SARS-CoV-2 variants from COVID-19 positive cases in the Free State province, South Africa from July 2020 to December 2021

Since the COVID-19 outbreak emerged, SARS-CoV-2 has continuously evolved into variants with underlying mutations associated with increased transmissibility, potential escape from neutralizing antibodies, and disease severity. Although intensive research is ongoing around the world to understand the mutational patterns of the virus, there are concerns about the potential to alter the dynamics and the resultant public health impact. The SARS-CoV-2 pandemic in South Africa has been characterized by periods of infections with four major epidemic waves. Here, we report on the genomic epidemiology of SARS-CoV-2 variants circulating in the Free State province in each of the four waves during the 2020-2021 genomic surveillance period. For analysis of the circulating variants, a total of 1290 samples from qPCR confirmed SARS-CoV-2 positive individuals were subjected to viral RNA extraction, genomic amplification, and sequencing. Variant assignment of the viral sequences and mutation identification were conducted using PANGOLIN and SARS-CoV-2 genome annotator, respectively. Our analysis revealed that during the initial part of the first wave, B.1, B.1.1, B.1.1.53, B.1.1.448 and B.1.237 circulated in the Free State province, followed by Beta variant, B.1.351 later in the wave. Although most of the initially detected variants disappeared during the second wave, the Beta variant, B.1.351, persisted. Early in the third wave, the Beta variant, B.1.351, predominated but was replaced by the Delta sub-lineage, AY.45. The fourth wave was characterized by unique emergence of the Omicron sub-variant, BA.1. The data further indicates that SARS-CoV-2 in the Free State accumulated amino acid mutations on the spike protein across the four waves of infections. Each wave of infection was driven by a unique combination of SARS-CoV-2 variants. Findings from this study highlight the importance of continued genomic surveillance and monitoring of the circulating SARS-CoV-2 variants to inform public health efforts and ensure adequate control of the ongoing pandemic.

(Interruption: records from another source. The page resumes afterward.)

use crate::blocks::{ANON, Block, BlockData, FourCC, LIST, List};
use byteorder::{BigEndian, ReadBytesExt};
use std::io;
use std::io::Read;

#[derive(thiserror::Error, Debug)]
pub enum Error {
    #[error("not a RIFX stream")]
    Format,
    #[error("truncated input after {consumed} bytes")]
    Truncated { consumed: u32 },
    #[error("io: {0}")]
    Io(#[from] io::Error),
    #[error("no block matched")]
    NotFound,
    #[error("payload is {actual} bytes, expected {expected}")]
    Decode { expected: usize, actual: usize },
    #[error("block holds a nested list, not raw bytes")]
    NotRaw,
}

pub type Result<T> = std::result::Result<T, Error>;

fn fill<R: Read>(r: &mut R, buf: &mut [u8], consumed: u32) -> Result<()> {
    r.read_exact(buf).map_err(|e| match e.kind() {
        io::ErrorKind::UnexpectedEof => Error::Truncated { consumed },
        _ => Error::Io(e),
    })
}

fn read_be_u32<R: Read>(r: &mut R, consumed: u32) -> Result<u32> {
    r.read_u32::<BigEndian>().map_err(|e| match e.kind() {
        io::ErrorKind::UnexpectedEof => Error::Truncated { consumed },
        _ => Error::Io(e),
    })
}

/// Parse a whole RIFX stream from a forward-only reader.
///
/// Checks the 4-byte `RIFX` signature, reads the big-endian file size
/// (which excludes the signature and size fields themselves), and decodes
/// the root list with that size as its byte budget. The reader is consumed
/// sequentially; no seeking is required.
///
/// # Example
/// ```no_run
/// use std::fs::File;
///
/// let mut f = File::open("movie.dir")?;
/// let root = rifx::parse(&mut f)?;
/// for block in &root.blocks {
///     println!("{} {}", block.typ, block.size);
/// }
/// # Ok::<(), rifx::Error>(())
/// ```
pub fn parse<R: Read>(r: &mut R) -> Result<List> {
    let mut sig = [0u8; 4];
    fill(r, &mut sig, 0)?;
    if &sig != b"RIFX" {
        return Err(Error::Format);
    }
    let file_size = read_be_u32(r, 4)?;
    let (list, _) = read_list(r, file_size)?;
    Ok(list)
}

/// Read one list body: a 4-byte identifier, then blocks until `budget`
/// bytes have been consumed. Returns the list and its total on-stream
/// footprint (identifier included).
pub fn read_list<R: Read>(r: &mut R, budget: u32) -> Result<(List, u32)> {
    let mut consumed = 0u32;

    let mut id = [0u8; 4];
    fill(r, &mut id, consumed)?;
    consumed += 4;

    let mut blocks = Vec::new();
    while consumed < budget {
        let (block, n) = read_block(r, budget - consumed)?;
        consumed += n;
        blocks.push(block);
    }

    Ok((List { identifier: FourCC(id), blocks }, consumed))
}

/// Read one block: tag, big-endian size, payload, optional pad byte.
///
/// `budget` is the enclosing list's remaining byte budget and bounds the
/// read. A declared size larger than the remaining budget means the size
/// field cannot be trusted; the rest of the budget is absorbed into a
/// single [`ANON`] block whose payload keeps the misread tag and size
/// bytes in front of the remainder, and the caller's loop terminates
/// normally. This sacrifices the rest of one list level for forward
/// progress rather than aborting the whole parse; it does not try to
/// resynchronize at the true corruption point.
pub fn read_block<R: Read>(r: &mut R, budget: u32) -> Result<(Block, u32)> {
    let mut consumed = 0u32;

    let mut tag = [0u8; 4];
    fill(r, &mut tag, consumed)?;
    consumed += 4;
    let size = read_be_u32(r, consumed)?;
    consumed += 4;

    let remaining = budget.saturating_sub(consumed);
    if size > remaining {
        let mut rest = vec![0u8; remaining as usize];
        fill(r, &mut rest, consumed)?;
        consumed += remaining;

        let mut data = Vec::with_capacity(8 + rest.len());
        data.extend_from_slice(&tag);
        data.extend_from_slice(&size.to_be_bytes());
        data.extend_from_slice(&rest);
        // no pad byte here: the remainder already exhausts the budget
        return Ok((Block { typ: ANON, size, data: BlockData::Raw(data) }, consumed));
    }

    let data = if FourCC(tag) == LIST {
        let (nested, n) = read_list(r, size)?;
        consumed += n;
        BlockData::List(nested)
    } else {
        let mut payload = vec![0u8; size as usize];
        fill(r, &mut payload, consumed)?;
        consumed += size;
        BlockData::Raw(payload)
    };

    // chunks are word-aligned: odd payloads carry one pad byte
    if size % 2 != 0 {
        let mut pad = [0u8; 1];
        fill(r, &mut pad, consumed)?;
        consumed += 1;
    }

    Ok((Block { typ: FourCC(tag), size, data }, consumed))
}
use std::fmt;

/// Group-chunk tag: a block with this type holds a nested [`List`].
pub const LIST: FourCC = FourCC(*b"LIST");

/// Sentinel tag for a recovered region whose size field could not be
/// trusted. The payload of an `ANON` block is the original tag bytes,
/// the original size-field bytes, and the rest of the enclosing list.
pub const ANON: FourCC = FourCC(*b"ANON");

#[derive(Copy, Clone, Eq, PartialEq, Hash)]
pub struct FourCC(pub [u8; 4]);

impl FourCC {
    pub fn from_str(s: &str) -> Option<Self> {
        let b = s.as_bytes();
        if b.len() == 4 {
            Some(FourCC([b[0], b[1], b[2], b[3]]))
        } else { None }
    }
    pub fn as_str_lossy(&self) -> String {
        self.0.iter().map(|&c| if (32..=126).contains(&c) { c as char } else { '.' })
            .collect()
    }
}
impl fmt::Debug for FourCC { fn fmt(&self, f: &mut fmt::Formatter<'_>) -> fmt::Result { write!(f, "{}", self.as_str_lossy()) } }
impl fmt::Display for FourCC { fn fmt(&self, f: &mut fmt::Formatter<'_>) -> fmt::Result { write!(f, "{}", self.as_str_lossy()) } }

/// One chunk as read off the stream.
#[derive(Debug, Clone)]
pub struct Block {
    /// 4CC tag, or [`ANON`] for a recovered region
    pub typ: FourCC,
    /// declared payload length, as read from the size field
    pub size: u32,
    pub data: BlockData,
}

/// Block payload: raw bytes, or a nested list when the tag is `LIST`.
#[derive(Debug, Clone)]
pub enum BlockData {
    Raw(Vec<u8>),
    List(List),
}

impl Block {
    /// The nested list of a `LIST` block, if this is one.
    pub fn as_list(&self) -> Option<&List> {
        match &self.data {
            BlockData::List(l) => Some(l),
            BlockData::Raw(_) => None,
        }
    }
}

/// An ordered collection of blocks bounded by an enclosing byte budget.
///
/// Block order is stream order and is semantically significant; callers
/// rely on positional and typed lookup. A list is never mutated after the
/// decoder returns it.
#[derive(Debug, Clone)]
pub struct List {
    pub identifier: FourCC,
    pub blocks: Vec<Block>,
}

impl List {
    pub fn num_blocks(&self) -> usize {
        self.blocks.len()
    }
}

自新型冠状病毒（SARS-CoV-2）疫情暴发以来，该病毒持续演化出携带潜在突变的变异株，这些突变与传播能力增强、可能逃逸中和抗体以及疾病严重程度升高相关。尽管全球范围内正开展密集研究以解析该病毒的突变模式，但学界仍担忧其可能改变病毒传播动态，并由此对公共卫生产生不良影响。南非新型冠状病毒大流行的疫情进程呈现四轮主要感染流行波特征。本研究针对2020-2021年基因组监测周期内，南非自由州省四轮流行波中循环传播的新型冠状病毒变异株，报告其基因组流行病学特征。为分析循环传播的变异株，研究团队共纳入1290份经实时荧光定量聚合酶链反应（qPCR）确认的新型冠状病毒阳性样本，对其开展病毒RNA提取、基因组扩增及测序实验。分别采用PANGOLIN工具与新型冠状病毒基因组注释器完成病毒序列的变异株分型及突变位点鉴定。分析结果显示，在第一波疫情初期，自由州省曾流行B.1、B.1.1、B.1.1.53、B.1.1.448及B.1.237变异株，该波疫情后期则出现了贝塔（Beta）变异株B.1.351。尽管多数初期检出的变异株在第二波疫情中消失，但贝塔（Beta）变异株B.1.351仍持续存在。第三波疫情初期，贝塔（Beta）变异株B.1.351占据主导优势，随后被德尔塔（Delta）亚谱系AY.45取代。第四波疫情则以奥密克戎（Omicron）亚变异株BA.1的首次出现为主要特征。本研究数据进一步显示，在四轮感染流行波期间，自由州省的新型冠状病毒在刺突蛋白上累积了氨基酸突变。每一轮感染流行波均由一组独特的新型冠状病毒变异株组合所驱动。本研究结果凸显了持续开展基因组监测与循环变异株监测的重要性，此举可为公共卫生防控工作提供科学依据，并确保对当前大流行实施有效管控。